There are several conventional and other emerging contemporary methods of measuring the progress of construction projects. According to Rahimian et al. [9], the majority of construction measuring techniques are conducted by the traditional approach. Predicated mainly on computer-assisted tool formats of 2-dimensional diagrams (bar charts, critical path network, photos, reports, etc.), the conventional methods broadly employ a percentage of completed work, milestones within the tasks and time-tracking as cardinal axes of measuring progress. The project schedule is used to track and record the completed percentage of work executed. Simple as this may appear, the method’s assumption that work executed is proportional to the time elapsed can be erroneous and unreliable. Milestones segment the project into deliverables or deadlines which are assessed against baseline schedule dates to measure the project progress. Any project that entails a measure of man-hours expended on tasks before being regarded as wholly complete, falls under the time-tracking technique. The conglomeration of the traditional progress measurement methods presented by such authors as Garold [3], Amos [10], CII [11], Fleming and Koppelman [12], Mubarak (2010) [13] and Thomas and Mathews [14] can be summed up as Units Completed, Cost Ratio, Time Ratio and Start-Finish. The rest include Supervisor’s Opinion, Incremental Milestone, Weighted or Equivalent Units and Earned value Analysis. These methods will be briefly discussed subsequently. It is noteworthy that these project measurement methods are not objective enough, lending themselves to individual influences, judgement, ability and experiences [15] [16]. Besides, apart from the Earned Value Analysis, none of the other systems integrated the three key project progress performance elements of cost, time and quantity of work done (work scope).

Contemporary progress measuring techniques use three-dimensional and four-dimensional (3D/4D) models and rely on Barcodes, Laser Detection and Ranging (LADAR), Video and Audio Technologies, Radio Frequency Identification (RFID) and Global Positioning System (GPS) for automatic data collection and visualization and real-time presentation of results. Golparvar-Fard et al. [7], Zhang et al. [8], Rahimian et al. [9], Chau et al. [17], El-Omari and Moselhi [18] and Navon [19] are some of the proponents of (3D/4D) computer augmented reality model for automating the progress measurement process. 3D/4/D augmented progress measurement models have not been considered further in this paper. They are emerging techniques that require education and apposite understanding for successful implementation. Systems such as digital imaging and computer vision, are predicated on prerequisite information technology infrastructure.

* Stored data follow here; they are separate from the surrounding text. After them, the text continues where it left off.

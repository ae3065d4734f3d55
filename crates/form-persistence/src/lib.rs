//! form-persistence
//!
//! Backend Postgres (Diesel + r2d2) del `StepStore` de `form-core`.
//!
//! Módulos:
//! - `pg`: `PgStepStore` sobre las tablas `form_sessions` y `step_records`.
//! - `migrations`: runner embebido de migraciones Diesel.
//! - `config`: carga de configuración desde .env.
//! - `schema`: tablas Diesel declaradas para compilar queries.

pub mod config;
pub mod error;
pub mod migrations;
pub mod pg;
pub mod schema;

pub use config::{init_dotenv, DbConfig};
pub use error::PersistenceError;
pub use pg::{build_dev_pool_from_env, build_pool, ConnectionProvider, PgPool, PgStepStore, PoolProvider};
use tracing_subscriber::EnvFilter;

/// Instala el subscriber `fmt` hacia stderr. `RUST_LOG` manda; si falta se
/// usa `default_level`. Los registros `log` de las librerías entran por el
/// puente `tracing-log`.
pub fn init_logging(default_level: &str) {
    let filter = EnvFilter::try_from_default_env().unwrap_or_else(|_| EnvFilter::new(default_level));
    // Ya instalado (tests): se ignora.
    let _ = tracing_subscriber::fmt().with_env_filter(filter)
                                     .with_writer(std::io::stderr)
                                     .with_target(false)
                                     .try_init();
}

The eight traditional methods of measuring work progress are discussed below.

1.2.1. Units Completed

This progress measurement method is normally used for work packages whose scope can further be segregated into fairly standardized units of work such that each unit requires roughly the same level of effort to complete. Suited for repetitive tasks where each actual compact of iteration can easily be measured against the planned [4] [20]. It is a simple method that lends itself to objective tracking of tasks but is quantity bias to the neglect of time and cost.

1.2.2. Start-Finish Method

The emphasis of this method is on the commencing and ending points of the tasks with no consideration of the intermediate activities. It is best adaptable to small tasks with short durations. The construction manager or coordinator may assign two or three levels for the activity or work sections or the entire project. Not started will be 0%, progressing but not completed (an arbitrary amount) says 45% or 60% and completed will be 100%. Alternatively, the 0/100% (start/finish) could be applied to tasks of very high value, 20/80 for high-value tasks and 50/50 for very short tasks [4] [20]. This method can be applied easily to the whole project progress measurement but it could be subjective. It is simple at the activity level but experience and judgment will be required to apply it to the entire project.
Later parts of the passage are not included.